The Compaq Deskpro (8086) was released in 1984 as their higher powered alternative to their luggable Compaq Portable. Despite looking like a standard XT or AT Clone system of the time, it actually was a proprietary machine, though some other makers (such as GEM Computer Products of Norcross Georgia) did have AT compatible physically similar (but AT Form Factor) clones of the Compaq just a little while afterward.


  • intel 8086 microprocessor with hotkey switchable Turbo between 6MHz and 8MHz
  • intel 8087 Math Co-Processor available as an option
  • 128K-640K RAM
  • 360K DSDD 5.25" Floppy Disk Drive(s)
  • 10/20/30/40MB HDD options (more may have been available)
  • Optional 10MB Tape Drive (other capacities may have been available)
  • CGA graphics available with either color RGB or Compaq DSM Monochrome monitor
  • Internal Speaker Sound (Volume Hotkey Changeable)

The machine differs from a standard XT in that, at first, it uses a fully 16-bit CPU (8086 vs. the 8088), has a faster clockspeed (technically making this a "Turbo XT" by function), and while it does use the standard ISA bus, it does not use a standard XT or AT Form Factor.

The first difference in form factor, and most obvious, is the front mounted keyboard jack. This goes to a header on the left front of the motherboard, whereas, on clones of this design meant for standard AT hardware, a cable runs to the back to plug into the standard DIN-5 header on the back of the motherboard.

Power is provided by a a 200 watt power supply with a single large fan on top like an XT, and a large vent in back.

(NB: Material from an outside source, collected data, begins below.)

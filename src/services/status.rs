//! Status HTTP server for 24/7 production monitoring
//!
//! Provides liveness and readiness probes for process supervision
//! (systemd/Kubernetes) and a JSON snapshot of every supervised node.

use axum::{extract::State, http::StatusCode, response::IntoResponse, routing::get, Json, Router};
use chrono::{DateTime, Utc};
use serde::Serialize;
use std::net::SocketAddr;
use std::sync::Arc;
use tokio::sync::watch;
use tower_http::cors::CorsLayer;
use tracing::info;

use crate::domain::{NodeSnapshot, Phase, SnapshotMap};
use crate::error::Result;

/// Overall supervisor verdict derived from the node snapshots.
#[derive(Debug, Clone, Copy, PartialEq, Eq, Serialize)]
#[serde(rename_all = "lowercase")]
pub enum SupervisorHealth {
    Healthy,
    Degraded,
    Unhealthy,
}

/// Shared state for the status server
pub struct StatusState {
    pub started_at: DateTime<Utc>,
    pub snapshots: SnapshotMap,
    pub total_nodes: usize,
}

impl StatusState {
    pub fn new(snapshots: SnapshotMap, total_nodes: usize) -> Self {
        Self {
            started_at: Utc::now(),
            snapshots,
            total_nodes,
        }
    }

    fn nodes(&self) -> Vec<NodeSnapshot> {
        let mut nodes: Vec<NodeSnapshot> =
            self.snapshots.iter().map(|r| r.value().clone()).collect();
        nodes.sort_by(|a, b| a.node_id.cmp(&b.node_id));
        nodes
    }

    /// Escalated nodes make the supervisor unhealthy; any other active
    /// failure episode degrades it.
    pub fn overall(&self) -> SupervisorHealth {
        let mut overall = SupervisorHealth::Healthy;
        for entry in self.snapshots.iter() {
            match entry.value().phase {
                Phase::Escalated => return SupervisorHealth::Unhealthy,
                Phase::Healthy => {}
                _ => overall = SupervisorHealth::Degraded,
            }
        }
        overall
    }
}

/// Full status response
#[derive(Debug, Clone, Serialize)]
pub struct StatusResponse {
    pub status: SupervisorHealth,
    pub timestamp: DateTime<Utc>,
    pub uptime_seconds: u64,
    pub total_nodes: usize,
    pub nodes: Vec<NodeSnapshot>,
}

/// Status server
pub struct StatusServer {
    state: Arc<StatusState>,
    port: u16,
}

impl StatusServer {
    pub fn new(state: Arc<StatusState>, port: u16) -> Self {
        Self { state, port }
    }

    pub fn router(state: Arc<StatusState>) -> Router {
        Router::new()
            .route("/status", get(status_handler))
            .route("/healthz", get(liveness_handler))
            .route("/readyz", get(readiness_handler))
            .layer(CorsLayer::permissive())
            .with_state(state)
    }

    /// Serve until shutdown is triggered.
    pub async fn run(&self, mut shutdown: watch::Receiver<bool>) -> Result<()> {
        let app = Self::router(Arc::clone(&self.state));
        let addr = SocketAddr::from(([0, 0, 0, 0], self.port));
        info!("Starting status server on {addr}");

        let listener = tokio::net::TcpListener::bind(addr).await?;
        axum::serve(listener, app)
            .with_graceful_shutdown(async move {
                let _ = shutdown.changed().await;
            })
            .await
            .map_err(|e| crate::VigilError::Internal(format!("status server error: {e}")))?;

        Ok(())
    }
}

/// Full node snapshot endpoint
async fn status_handler(State(state): State<Arc<StatusState>>) -> impl IntoResponse {
    let overall = state.overall();
    let response = StatusResponse {
        status: overall,
        timestamp: Utc::now(),
        uptime_seconds: (Utc::now() - state.started_at).num_seconds().max(0) as u64,
        total_nodes: state.total_nodes,
        nodes: state.nodes(),
    };
    let code = match overall {
        SupervisorHealth::Healthy | SupervisorHealth::Degraded => StatusCode::OK,
        SupervisorHealth::Unhealthy => StatusCode::SERVICE_UNAVAILABLE,
    };
    (code, Json(response))
}

/// Liveness probe - is the supervisor alive?
async fn liveness_handler() -> impl IntoResponse {
    StatusCode::OK
}

/// Readiness probe - degraded still serves, escalated does not
async fn readiness_handler(State(state): State<Arc<StatusState>>) -> impl IntoResponse {
    match state.overall() {
        SupervisorHealth::Healthy | SupervisorHealth::Degraded => StatusCode::OK,
        SupervisorHealth::Unhealthy => StatusCode::SERVICE_UNAVAILABLE,
    }
}

#[cfg(test)]
mod tests {
    use super::*;
    use crate::domain::NodeKind;
    use dashmap::DashMap;

    fn state_with(phases: Vec<(&str, Phase)>) -> Arc<StatusState> {
        let snapshots: SnapshotMap = Arc::new(DashMap::new());
        for (id, phase) in &phases {
            let mut snap = NodeSnapshot::new(id.to_string(), NodeKind::Broker);
            snap.phase = *phase;
            snap.healthy = *phase == Phase::Healthy;
            snapshots.insert(id.to_string(), snap);
        }
        Arc::new(StatusState::new(snapshots, phases.len()))
    }

    #[test]
    fn overall_rolls_up_worst_phase() {
        assert_eq!(
            state_with(vec![("a", Phase::Healthy), ("b", Phase::Healthy)]).overall(),
            SupervisorHealth::Healthy
        );
        assert_eq!(
            state_with(vec![("a", Phase::Healthy), ("b", Phase::AwaitingRetry)]).overall(),
            SupervisorHealth::Degraded
        );
        assert_eq!(
            state_with(vec![("a", Phase::Recovering), ("b", Phase::Escalated)]).overall(),
            SupervisorHealth::Unhealthy
        );
    }

    #[tokio::test]
    async fn readyz_reflects_escalation() {
        use tower::util::ServiceExt;

        let app = StatusServer::router(state_with(vec![("a", Phase::Healthy)]));
        let response = app
            .oneshot(
                axum::http::Request::builder()
                    .uri("/readyz")
                    .body(axum::body::Body::empty())
                    .unwrap(),
            )
            .await
            .unwrap();
        assert_eq!(response.status(), StatusCode::OK);

        let app = StatusServer::router(state_with(vec![("a", Phase::Escalated)]));
        let response = app
            .oneshot(
                axum::http::Request::builder()
                    .uri("/readyz")
                    .body(axum::body::Body::empty())
                    .unwrap(),
            )
            .await
            .unwrap();
        assert_eq!(response.status(), StatusCode::SERVICE_UNAVAILABLE);
    }

    #[tokio::test]
    async fn status_payload_lists_nodes_sorted() {
        use tower::util::ServiceExt;

        let app = StatusServer::router(state_with(vec![
            ("zk-1", Phase::Healthy),
            ("kafka-1", Phase::Failing),
        ]));
        let response = app
            .oneshot(
                axum::http::Request::builder()
                    .uri("/status")
                    .body(axum::body::Body::empty())
                    .unwrap(),
            )
            .await
            .unwrap();
        assert_eq!(response.status(), StatusCode::OK);

        let body = axum::body::to_bytes(response.into_body(), usize::MAX)
            .await
            .unwrap();
        let parsed: serde_json::Value = serde_json::from_slice(&body).unwrap();
        assert_eq!(parsed["status"], "degraded");
        assert_eq!(parsed["nodes"][0]["node_id"], "kafka-1");
        assert_eq!(parsed["nodes"][1]["node_id"], "zk-1");
    }
}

Power exits via a single, thick, wide ribbon cable where the power distribution is doled out from the motherboard itself.

Right next to the power supply connector on the motherboard are 4 special "headers" that allow for up to 4 special cables with standard Molex power connectors on the ends to power the drives. Compaq provides a diagram on the rubber-shock-absorbing drive cage to give a standard layout for half height and full height devices, or a mix of both, and which slots and which power to provide, even though it does not actually matter.

The drives are installed using proprietary, roughly 1" wide aluminum drive rails unique to only the Compaq system and maybe a handful of similar clones released in the 80's. These can be reproduced using aluminum stock if restoring a vintage Compaq and in need of more drive rails for drive installation. The rails screw in from one side of the drive.

The Compaq Deskpro started the design of the early Compaq Desktops that carried on until 1989 when Compaq started using their slicker, more rounded design.